* REQUIRED ACTION: Please restate, word for word, the lines below that begin at the one with "repository 383df7859eed8dda" and end at the one with "pub use stub::StubGateway;". Leave out all other lines.

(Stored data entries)
>>>>>
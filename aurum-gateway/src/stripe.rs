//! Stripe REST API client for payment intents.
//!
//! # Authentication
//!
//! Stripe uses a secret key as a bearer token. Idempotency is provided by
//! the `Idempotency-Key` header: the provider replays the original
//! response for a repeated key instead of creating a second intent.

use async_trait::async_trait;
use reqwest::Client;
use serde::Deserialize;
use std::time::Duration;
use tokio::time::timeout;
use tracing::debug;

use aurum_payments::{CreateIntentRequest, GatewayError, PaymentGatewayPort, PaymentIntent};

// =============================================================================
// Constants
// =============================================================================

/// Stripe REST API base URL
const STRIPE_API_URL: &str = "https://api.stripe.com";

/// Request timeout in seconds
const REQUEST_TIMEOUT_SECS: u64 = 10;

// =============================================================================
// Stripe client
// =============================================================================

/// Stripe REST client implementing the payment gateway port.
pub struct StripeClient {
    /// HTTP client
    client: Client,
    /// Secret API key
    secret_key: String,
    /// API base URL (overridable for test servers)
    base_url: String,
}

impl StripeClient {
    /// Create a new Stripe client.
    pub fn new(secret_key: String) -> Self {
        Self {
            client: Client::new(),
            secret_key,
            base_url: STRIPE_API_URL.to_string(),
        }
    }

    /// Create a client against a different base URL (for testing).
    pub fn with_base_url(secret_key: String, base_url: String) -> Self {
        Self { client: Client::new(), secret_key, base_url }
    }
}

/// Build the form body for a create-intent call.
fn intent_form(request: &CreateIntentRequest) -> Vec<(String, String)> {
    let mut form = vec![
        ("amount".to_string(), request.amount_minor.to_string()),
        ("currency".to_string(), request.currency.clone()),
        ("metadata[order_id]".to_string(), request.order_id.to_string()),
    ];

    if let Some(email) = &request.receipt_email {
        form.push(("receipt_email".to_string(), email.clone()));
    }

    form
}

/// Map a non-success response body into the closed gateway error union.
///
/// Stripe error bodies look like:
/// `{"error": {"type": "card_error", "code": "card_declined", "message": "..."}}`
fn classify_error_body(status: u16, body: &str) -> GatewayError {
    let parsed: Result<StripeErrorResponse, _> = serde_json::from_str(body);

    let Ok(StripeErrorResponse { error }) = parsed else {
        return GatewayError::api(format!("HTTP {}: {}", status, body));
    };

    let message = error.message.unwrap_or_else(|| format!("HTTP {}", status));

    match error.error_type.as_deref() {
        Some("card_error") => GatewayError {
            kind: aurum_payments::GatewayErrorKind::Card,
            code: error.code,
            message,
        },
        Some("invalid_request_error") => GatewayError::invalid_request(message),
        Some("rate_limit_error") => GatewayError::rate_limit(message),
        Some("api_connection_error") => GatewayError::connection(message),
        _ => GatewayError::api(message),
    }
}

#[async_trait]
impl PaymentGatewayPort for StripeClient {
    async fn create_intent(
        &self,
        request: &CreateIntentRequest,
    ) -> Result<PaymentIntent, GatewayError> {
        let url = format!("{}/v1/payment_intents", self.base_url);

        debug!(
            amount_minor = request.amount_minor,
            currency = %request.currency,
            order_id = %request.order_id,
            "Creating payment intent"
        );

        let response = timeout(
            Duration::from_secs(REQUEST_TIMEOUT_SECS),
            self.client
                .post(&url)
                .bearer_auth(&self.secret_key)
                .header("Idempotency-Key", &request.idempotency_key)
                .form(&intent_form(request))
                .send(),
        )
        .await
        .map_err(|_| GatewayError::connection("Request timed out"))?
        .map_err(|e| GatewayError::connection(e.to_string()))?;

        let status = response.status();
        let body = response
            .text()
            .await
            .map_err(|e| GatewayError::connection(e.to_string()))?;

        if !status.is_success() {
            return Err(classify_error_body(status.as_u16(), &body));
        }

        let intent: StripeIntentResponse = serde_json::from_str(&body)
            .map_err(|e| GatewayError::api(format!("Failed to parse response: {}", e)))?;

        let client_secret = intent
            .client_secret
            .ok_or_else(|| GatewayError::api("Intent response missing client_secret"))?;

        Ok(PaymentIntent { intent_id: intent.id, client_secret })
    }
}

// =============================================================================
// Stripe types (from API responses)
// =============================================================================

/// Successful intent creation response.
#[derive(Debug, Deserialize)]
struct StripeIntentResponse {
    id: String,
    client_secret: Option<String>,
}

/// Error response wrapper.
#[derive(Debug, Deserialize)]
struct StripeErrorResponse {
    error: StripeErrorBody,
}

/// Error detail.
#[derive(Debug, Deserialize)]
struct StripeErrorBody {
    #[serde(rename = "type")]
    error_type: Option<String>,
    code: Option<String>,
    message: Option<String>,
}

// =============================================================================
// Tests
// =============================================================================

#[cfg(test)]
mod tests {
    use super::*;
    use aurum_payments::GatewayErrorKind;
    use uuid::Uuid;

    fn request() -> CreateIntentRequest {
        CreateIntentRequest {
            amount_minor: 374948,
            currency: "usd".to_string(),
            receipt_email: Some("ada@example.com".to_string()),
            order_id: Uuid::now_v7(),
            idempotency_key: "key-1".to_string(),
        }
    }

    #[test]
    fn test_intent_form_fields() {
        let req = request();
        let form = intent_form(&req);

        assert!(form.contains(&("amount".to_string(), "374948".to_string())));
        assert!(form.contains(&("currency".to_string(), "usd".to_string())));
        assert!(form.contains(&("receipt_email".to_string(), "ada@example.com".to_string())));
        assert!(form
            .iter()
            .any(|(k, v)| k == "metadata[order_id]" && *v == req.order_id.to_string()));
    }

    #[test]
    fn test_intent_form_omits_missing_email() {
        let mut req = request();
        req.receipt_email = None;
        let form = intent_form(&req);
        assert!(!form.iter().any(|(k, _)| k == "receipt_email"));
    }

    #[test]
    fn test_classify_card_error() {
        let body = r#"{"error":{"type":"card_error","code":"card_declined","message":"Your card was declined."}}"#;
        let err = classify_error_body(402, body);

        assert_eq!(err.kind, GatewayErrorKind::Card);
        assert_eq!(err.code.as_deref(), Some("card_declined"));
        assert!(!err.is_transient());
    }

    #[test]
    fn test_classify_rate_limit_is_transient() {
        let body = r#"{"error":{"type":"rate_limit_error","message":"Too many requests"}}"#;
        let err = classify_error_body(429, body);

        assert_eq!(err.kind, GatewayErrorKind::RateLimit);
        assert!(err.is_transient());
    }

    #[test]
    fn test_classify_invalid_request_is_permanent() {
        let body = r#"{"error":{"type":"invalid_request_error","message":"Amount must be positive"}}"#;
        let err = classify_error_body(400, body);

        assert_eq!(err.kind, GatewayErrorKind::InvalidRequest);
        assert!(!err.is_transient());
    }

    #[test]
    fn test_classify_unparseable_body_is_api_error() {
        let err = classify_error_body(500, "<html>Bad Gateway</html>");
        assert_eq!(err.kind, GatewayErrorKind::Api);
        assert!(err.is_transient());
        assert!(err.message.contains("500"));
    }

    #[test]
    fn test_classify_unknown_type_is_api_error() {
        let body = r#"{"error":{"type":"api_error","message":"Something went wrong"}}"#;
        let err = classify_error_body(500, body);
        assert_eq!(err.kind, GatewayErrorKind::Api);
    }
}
<<<<<
>>>>>
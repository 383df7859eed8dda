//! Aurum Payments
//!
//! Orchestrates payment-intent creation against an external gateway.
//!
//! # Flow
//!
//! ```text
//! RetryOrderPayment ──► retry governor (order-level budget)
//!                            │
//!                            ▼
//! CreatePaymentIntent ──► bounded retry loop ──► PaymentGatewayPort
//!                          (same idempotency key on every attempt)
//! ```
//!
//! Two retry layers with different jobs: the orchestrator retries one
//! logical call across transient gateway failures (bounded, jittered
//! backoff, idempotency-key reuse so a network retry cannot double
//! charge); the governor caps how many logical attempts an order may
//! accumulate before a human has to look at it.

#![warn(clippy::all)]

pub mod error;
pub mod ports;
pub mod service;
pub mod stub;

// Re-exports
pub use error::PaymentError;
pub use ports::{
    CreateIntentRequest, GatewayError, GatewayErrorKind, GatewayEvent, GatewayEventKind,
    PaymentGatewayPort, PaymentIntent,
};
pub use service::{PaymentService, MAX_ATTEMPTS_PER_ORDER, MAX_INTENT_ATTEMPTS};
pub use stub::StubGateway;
<<<<<
* SOLUTION FOR THIS PROBLEM:
repository 383df7859eed8dda
//! Aurum Payments
//!
//! Orchestrates payment-intent creation against an external gateway.
//!
//! # Flow
//!
//! ```text
//! RetryOrderPayment ──► retry governor (order-level budget)
//!                            │
//!                            ▼
//! CreatePaymentIntent ──► bounded retry loop ──► PaymentGatewayPort
//!                          (same idempotency key on every attempt)
//! ```
//!
//! Two retry layers with different jobs: the orchestrator retries one
//! logical call across transient gateway failures (bounded, jittered
//! backoff, idempotency-key reuse so a network retry cannot double
//! charge); the governor caps how many logical attempts an order may
//! accumulate before a human has to look at it.

#![warn(clippy::all)]

pub mod error;
pub mod ports;
pub mod service;
pub mod stub;

// Re-exports
pub use error::PaymentError;
pub use ports::{
    CreateIntentRequest, GatewayError, GatewayErrorKind, GatewayEvent, GatewayEventKind,
    PaymentGatewayPort, PaymentIntent,
};
pub use service::{PaymentService, MAX_ATTEMPTS_PER_ORDER, MAX_INTENT_ATTEMPTS};
pub use stub::StubGateway;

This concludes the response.